Hipkins accused Seymour of “making jokes about blowing people up.” Seymour refused to apologise for the statement.
There is no doubt that ACT has engaged in racialist dog-whistle politics. For the most part, however, it has capitalised on widespread opposition to the Labour government’s own divisive policies based on identity politics. Labour has created a separate Māori health authority, which will provide services “by Māori, for Māori”; added ethnicity as a factor in prioritising surgery waiting lists; and supported separate Māori seats on local councils and Māori tribal “co-governance” of the country’s water infrastructure.
Since the 1980s, through the Treaty of Waitangi settlements process, successive Labour and National governments have handed over hundreds of millions of dollars to Māori tribes, supposedly to compensate indigenous people for crimes committed through colonisation. In fact, this money has been used to create businesses that have enriched a capitalist and upper-middle-class layer connected with the tribal leadership. Meanwhile the Māori working class remains largely impoverished.
All of this has allowed the ACT Party to cynically posture as egalitarian. Its website states that it stands for “universal human rights,” “one set of laws for all New Zealanders,” and that it will “reverse race-based policies.” It declares that “no person should be treated differently based on who their ancestors were.”
This is all utterly hypocritical and fraudulent. There is a fundamental division in society, but it is not race, but class. ACT’s entire purpose is to defend the privileged position of the country’s billionaires and multi-millionaire, including access to the best healthcare, education and housing that money can buy. Seymour unabashedly backs the record level of wealth inequality in New Zealand and is calling for massive tax cuts for the rich.
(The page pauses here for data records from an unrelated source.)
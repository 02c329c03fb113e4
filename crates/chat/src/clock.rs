//! Injectable time source
//!
//! Typing expiry, outbound typing debounce and optimistic timestamps all read
//! time through [`Clock`] so reducers can be driven deterministically.

use std::sync::atomic::{AtomicU64, Ordering};
use std::sync::Arc;
use std::time::{Duration, Instant};

use time::OffsetDateTime;

/// Source of monotonic and wall-clock time
pub trait Clock: Send + Sync {
    /// Monotonic instant used for timers
    fn now(&self) -> Instant;

    /// Wall-clock timestamp used for message `createdAt`
    fn wall(&self) -> OffsetDateTime;
}

/// Real clock backed by the operating system
#[derive(Debug, Clone, Copy, Default)]
pub struct SystemClock;

impl Clock for SystemClock {
    fn now(&self) -> Instant {
        Instant::now()
    }

    fn wall(&self) -> OffsetDateTime {
        OffsetDateTime::now_utc()
    }
}

/// Manually advanced clock for tests and simulations
#[derive(Debug, Clone)]
pub struct ManualClock {
    base: Instant,
    wall_base: OffsetDateTime,
    elapsed_ms: Arc<AtomicU64>,
}

impl ManualClock {
    pub fn new(wall_base: OffsetDateTime) -> Self {
        Self {
            base: Instant::now(),
            wall_base,
            elapsed_ms: Arc::new(AtomicU64::new(0)),
        }
    }

    /// Move both clocks forward
    pub fn advance(&self, by: Duration) {
        self.elapsed_ms
            .fetch_add(by.as_millis() as u64, Ordering::SeqCst);
    }

    fn elapsed(&self) -> Duration {
        Duration::from_millis(self.elapsed_ms.load(Ordering::SeqCst))
    }
}

impl Clock for ManualClock {
    fn now(&self) -> Instant {
        self.base + self.elapsed()
    }

    fn wall(&self) -> OffsetDateTime {
        self.wall_base + self.elapsed()
    }
}

/// Shared handle to a clock
pub type SharedClock = Arc<dyn Clock>;
//! Ticket room membership
//!
//! A conversation view is a member of at most one ticket room at a time.
//! Joining another ticket leaves the previous room first so pushes for the
//! old ticket stop arriving before the new one starts.

use helpmate_shared::TicketId;

use super::connection::Emitter;
use super::events::OutboundEvent;

/// Membership of the active ticket room
#[derive(Debug, Clone, PartialEq, Eq)]
enum Membership {
    /// Waiting for authentication; `join-ticket` will be replayed
    Queued,
    /// `join-ticket` emitted, no acknowledgement yet
    Requested,
    /// Service answered with `joined-ticket`
    Joined,
}

/// Tracks the single active ticket room of one conversation view
#[derive(Debug, Default)]
pub struct RoomTracker {
    active: Option<(TicketId, Membership)>,
}

impl RoomTracker {
    pub fn new() -> Self {
        Self::default()
    }

    /// Ticket whose room is active, joined or not
    pub fn active_ticket(&self) -> Option<&TicketId> {
        self.active.as_ref().map(|(ticket, _)| ticket)
    }

    /// Events tagged for any other ticket must be ignored
    pub fn is_active(&self, ticket_id: &TicketId) -> bool {
        self.active_ticket() == Some(ticket_id)
    }

    /// True once the service acknowledged the join
    pub fn is_joined(&self) -> bool {
        matches!(self.active, Some((_, Membership::Joined)))
    }

    /// Join `ticket_id`, leaving any other room first
    ///
    /// Returns the ticket that was left, if any. Without an authenticated
    /// channel the join is queued and replayed by [`Self::on_authenticated`].
    pub fn join_room(&mut self, ticket_id: TicketId, emitter: &dyn Emitter) -> Option<TicketId> {
        if self.is_active(&ticket_id) {
            if matches!(self.active, Some((_, Membership::Queued))) && emitter.is_ready() {
                self.request_join(emitter);
            }
            return None;
        }

        let previous = self
            .active_ticket()
            .cloned()
            .filter(|previous| self.leave_room(previous, emitter));

        self.active = Some((ticket_id, Membership::Queued));
        if emitter.is_ready() {
            self.request_join(emitter);
        } else if let Some(ticket) = self.active_ticket() {
            tracing::debug!(ticket_id = %ticket, "Channel not authenticated - join queued");
        }

        previous
    }

    /// Leave `ticket_id` if it is the active room
    ///
    /// Best-effort: a `leave-ticket` that cannot be delivered is logged and
    /// forgotten. Returns false if `ticket_id` was not active.
    pub fn leave_room(&mut self, ticket_id: &TicketId, emitter: &dyn Emitter) -> bool {
        if !self.is_active(ticket_id) {
            return false;
        }
        let was_queued = matches!(self.active, Some((_, Membership::Queued)));
        self.active = None;

        if !was_queued {
            if let Err(e) = emitter.emit(OutboundEvent::LeaveTicket {
                ticket_id: ticket_id.clone(),
            }) {
                tracing::debug!(ticket_id = %ticket_id, error = %e, "leave-ticket not delivered");
            }
        }
        tracing::debug!(ticket_id = %ticket_id, "Left ticket room");
        true
    }

    /// Replay (or re-issue after reconnect) the active join
    pub fn on_authenticated(&mut self, emitter: &dyn Emitter) {
        if self.active.is_some() {
            self.request_join(emitter);
        }
    }

    /// Membership is lost with the transport; rejoin on next authentication
    pub fn on_disconnected(&mut self) {
        if let Some((_, membership)) = self.active.as_mut() {
            *membership = Membership::Queued;
        }
    }

    /// `joined-ticket` acknowledgement
    pub fn on_joined(&mut self, ticket_id: &TicketId) {
        match self.active.as_mut() {
            Some((active, membership)) if active == ticket_id => {
                *membership = Membership::Joined;
                tracing::debug!(ticket_id = %ticket_id, "Joined ticket room");
            }
            _ => {
                tracing::debug!(ticket_id = %ticket_id, "Ignoring join acknowledgement for inactive ticket");
            }
        }
    }

    fn request_join(&mut self, emitter: &dyn Emitter) {
        let Some((ticket_id, membership)) = self.active.as_mut() else {
            return;
        };
        match emitter.emit(OutboundEvent::JoinTicket {
            ticket_id: ticket_id.clone(),
        }) {
            Ok(()) => *membership = Membership::Requested,
            Err(e) => {
                *membership = Membership::Queued;
                tracing::debug!(ticket_id = %ticket_id, error = %e, "join-ticket queued");
            }
        }
    }
}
ACT gives the most open expression to the class-war agenda of the ruling class, which Labour and National basically agree with. It is not accidental that ACT is an offshoot of the Labour Party: it was founded in 1993 by Roger Douglas, formerly the finance minister in the 1980s Labour government led by David Lange.
The 1984–1990 Lange-Douglas government carried out historic attacks on the working class in response to the globalisation of production—the same basic agenda implemented by Thatcher in Britain and Reagan in the United States. Agricultural subsidies were scrapped, bankrupting many farmers; tens of thousands of workers lost their jobs in forestry, rail transport, meat processing and many other industries; government departments were prepared for privatisation; fees were introduced for university courses; the regressive goods and services tax was introduced; and corporate taxes were slashed as part of a sweeping market liberalisation agenda.
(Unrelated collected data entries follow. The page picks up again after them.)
//! Closed-slot detection and the deny set derived from it.
//!
//! A filter that accepts nothing, or nothing Original, marks a slot as
//! proprietary: it was authored for one content pack's items and must not
//! receive automatic grants. Items offered *only* through such slots form
//! the [`ProprietarySet`], which the grant rules refuse to broadcast into
//! other filters. The whitelist exempts slot owners at grant time; it does
//! not participate in the set computation.

use crate::catalog::identity::{ItemId, ItemOrigin};
use crate::catalog::model::{ItemCatalog, origin_of};
use std::collections::BTreeSet;

/// A filter is proprietary when it is empty or every id in it is Foreign.
///
/// Ids that resolve to no catalog entry count as Foreign, so a filter full
/// of dangling references stays closed.
pub fn is_proprietary_filter(catalog: &ItemCatalog, filter: &[ItemId]) -> bool {
    filter.is_empty()
        || filter
            .iter()
            .all(|id| origin_of(catalog, id) == ItemOrigin::Foreign)
}

/// Foreign items reachable only through closed slots.
#[derive(Debug, Default)]
pub struct ProprietarySet {
    ids: BTreeSet<ItemId>,
}

impl ProprietarySet {
    /// Two-stage computation over the given slotted items.
    ///
    /// Stage one collects every id a proprietary slot accepts; stage two
    /// removes anything an open slot elsewhere also accepts. An item that is
    /// legitimately reachable through any open slot is safe to propagate.
    pub fn build(catalog: &ItemCatalog, slotted: &[ItemId]) -> Self {
        let mut candidates: BTreeSet<ItemId> = BTreeSet::new();
        let mut openly_accepted: BTreeSet<ItemId> = BTreeSet::new();

        for owner in slotted {
            let Some(item) = catalog.get(owner) else {
                continue;
            };
            for (_kind, slots) in item.slot_groups() {
                for slot in slots {
                    if is_proprietary_filter(catalog, &slot.filter) {
                        candidates.extend(slot.filter.iter().cloned());
                    } else {
                        openly_accepted.extend(slot.filter.iter().cloned());
                    }
                }
            }
        }

        Self {
            ids: candidates.difference(&openly_accepted).cloned().collect(),
        }
    }

    pub fn contains(&self, id: &ItemId) -> bool {
        self.ids.contains(id)
    }

    pub fn is_empty(&self) -> bool {
        self.ids.is_empty()
    }

    /// Members in id order, for diagnostics.
    pub fn ids(&self) -> impl Iterator<Item = &ItemId> {
        self.ids.iter()
    }
}

#[cfg(test)]
mod tests {
    use super::*;
    use crate::catalog::identity::SlotName;
    use crate::catalog::model::{Item, Slot};

    fn id(raw: &str) -> ItemId {
        ItemId(raw.to_string())
    }

    fn original(name: &str) -> Item {
        Item {
            name: name.to_string(),
            resource_path: Some(format!("assets/content/{name}.bundle")),
            ..Item::default()
        }
    }

    fn foreign(name: &str) -> Item {
        Item {
            name: name.to_string(),
            resource_path: Some(format!("mods/{name}.bundle")),
            ..Item::default()
        }
    }

    fn slot(name: &str, filter: &[&str]) -> Slot {
        Slot {
            name: SlotName(name.to_string()),
            filter: filter.iter().map(|raw| id(raw)).collect(),
        }
    }

    #[test]
    fn empty_and_foreign_only_filters_are_proprietary() {
        let mut catalog = ItemCatalog::new();
        catalog.insert(id("base_part"), original("part"));
        catalog.insert(id("mod_part"), foreign("part_x"));

        assert!(is_proprietary_filter(&catalog, &[]));
        assert!(is_proprietary_filter(&catalog, &[id("mod_part")]));
        assert!(is_proprietary_filter(&catalog, &[id("dangling")]));
        assert!(!is_proprietary_filter(&catalog, &[id("mod_part"), id("base_part")]));
    }

    #[test]
    fn openly_accepted_items_escape_the_set() {
        let mut catalog = ItemCatalog::new();
        catalog.insert(id("base_part"), original("part"));
        catalog.insert(id("mod_only"), foreign("closed_part"));
        catalog.insert(id("mod_shared"), foreign("shared_part"));

        let mut closed_owner = foreign("closed_gun");
        closed_owner.slots = vec![slot("mod_stock", &["mod_only", "mod_shared"])];
        catalog.insert(id("gun_closed"), closed_owner);

        let mut open_owner = original("open_gun");
        open_owner.slots = vec![slot("mod_stock", &["base_part", "mod_shared"])];
        catalog.insert(id("gun_open"), open_owner);

        let slotted = vec![id("gun_closed"), id("gun_open")];
        let set = ProprietarySet::build(&catalog, &slotted);

        // mod_only is offered nowhere else; mod_shared also sits in an open slot.
        assert!(set.contains(&id("mod_only")));
        assert!(!set.contains(&id("mod_shared")));
        assert!(!set.contains(&id("base_part")));
    }

    #[test]
    fn owners_missing_from_catalog_are_skipped() {
        let catalog = ItemCatalog::new();
        let set = ProprietarySet::build(&catalog, &[id("ghost")]);
        assert!(set.is_empty());
    }
}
Significantly, in 1992 Douglas gave a series of speeches in Russia as part of a “privatisation advisory committee” organised by the World Bank. Drawing on his experience in New Zealand, he advised the former Stalinist bureaucrats on how to loot the state-owned assets of the Soviet Union and turn themselves into a new capitalist oligarchy.
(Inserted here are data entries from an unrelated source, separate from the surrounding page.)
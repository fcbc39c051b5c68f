use serde::{Deserialize, Deserializer, Serialize, Serializer};
use std::fmt;

/// Stable identifier for a catalog item (weapon, attachment, round, magazine).
///
/// Ids are opaque strings owned by the host catalog; the engine never parses
/// or synthesizes them, only compares and copies them between lists.
#[derive(Clone, Debug, Eq, PartialEq, Ord, PartialOrd, Hash, Serialize, Deserialize)]
#[serde(transparent)]
pub struct ItemId(pub String);

impl ItemId {
    pub fn as_str(&self) -> &str {
        &self.0
    }
}

impl fmt::Display for ItemId {
    fn fmt(&self, f: &mut fmt::Formatter<'_>) -> fmt::Result {
        f.write_str(&self.0)
    }
}

/// Name of an attachment point on an item (e.g. `mod_sight`).
///
/// Chamber and cartridge slots carry names too; the manual-override rules
/// match attachments to targets by this name.
#[derive(Clone, Debug, Eq, PartialEq, Ord, PartialOrd, Hash, Serialize, Deserialize)]
#[serde(transparent)]
pub struct SlotName(pub String);

impl SlotName {
    pub fn as_str(&self) -> &str {
        &self.0
    }
}

/// Caliber key grouping interchangeable ammunition.
#[derive(Clone, Debug, Eq, PartialEq, Ord, PartialOrd, Hash, Serialize, Deserialize)]
#[serde(transparent)]
pub struct Caliber(pub String);

impl Caliber {
    pub fn as_str(&self) -> &str {
        &self.0
    }
}

/// Whether an item ships with the base application or arrived through
/// external content. Derived from the item's resource path, never stored.
#[derive(Clone, Copy, Debug, Eq, PartialEq)]
pub enum ItemOrigin {
    Original,
    Foreign,
}

/// Polymorphic role tag queried through the host's classification service.
///
/// Known variants keep the engine's role checks allocation-free; `Other`
/// carries host-defined tags (the manual-override fallback matches a fixed
/// list of mod-type tags through it).
#[derive(Clone, Debug, Eq, PartialEq, Ord, PartialOrd, Hash)]
pub enum ItemRole {
    Weapon,
    Attachment,
    Ammunition,
    Magazine,
    Other(String),
}

impl Serialize for ItemRole {
    fn serialize<S>(&self, serializer: S) -> Result<S::Ok, S::Error>
    where
        S: Serializer,
    {
        serializer.serialize_str(self.as_str())
    }
}

impl<'de> Deserialize<'de> for ItemRole {
    fn deserialize<D>(deserializer: D) -> Result<Self, D::Error>
    where
        D: Deserializer<'de>,
    {
        let value = String::deserialize(deserializer)?;
        Ok(Self::from_str(&value))
    }
}

impl ItemRole {
    pub fn as_str(&self) -> &str {
        match self {
            ItemRole::Weapon => "weapon",
            ItemRole::Attachment => "attachment",
            ItemRole::Ammunition => "ammunition",
            ItemRole::Magazine => "magazine",
            ItemRole::Other(value) => value.as_str(),
        }
    }

    fn from_str(value: &str) -> Self {
        match value {
            "weapon" => ItemRole::Weapon,
            "attachment" => ItemRole::Attachment,
            "ammunition" => ItemRole::Ammunition,
            "magazine" => ItemRole::Magazine,
            other => ItemRole::Other(other.to_string()),
        }
    }
}
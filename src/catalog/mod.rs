//! Item catalog wiring.
//!
//! This module holds the typed view over the host's item catalog: identity
//! newtypes, the item/slot records the engine reads and mutates, role
//! membership queries, and the per-pass derived indexes (clone edges,
//! caliber groups). Everything downstream consumes the catalog through
//! these types.

pub mod identity;
pub mod index;
pub mod model;
pub mod roles;

pub use identity::{Caliber, ItemId, ItemOrigin, ItemRole, SlotName};
pub use index::{CaliberIndex, CloneIndex};
pub use model::{
    Item, ItemCatalog, ORIGINAL_RESOURCE_PREFIX, Slot, SlotKind, load_catalog_from_path,
    origin_of,
};
pub use roles::{RoleProvider, StaticRoles};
Douglas founded ACT to complete what he called the “unfinished business” of the 1980s: the complete evisceration of what remains of the welfare state and public services. While Douglas was knighted for his services to capitalism, for workers, especially those who lived through the 1980s, he remains one of the most reviled figures in New Zealand politics.
Notwithstanding Labour’s demagogic denunciations of ACT, the changes implemented in the 1980s have never been reversed by any government, and the Ardern-Hipkins Labour government has intensified the social disaster.
The obsessive focus on race, including the mutual accusations of racism by all the parliamentary parties, is intended to cover up their shared agenda, to whip up racial division and distract attention from the assault on working people, which will be deepened whoever wins the election.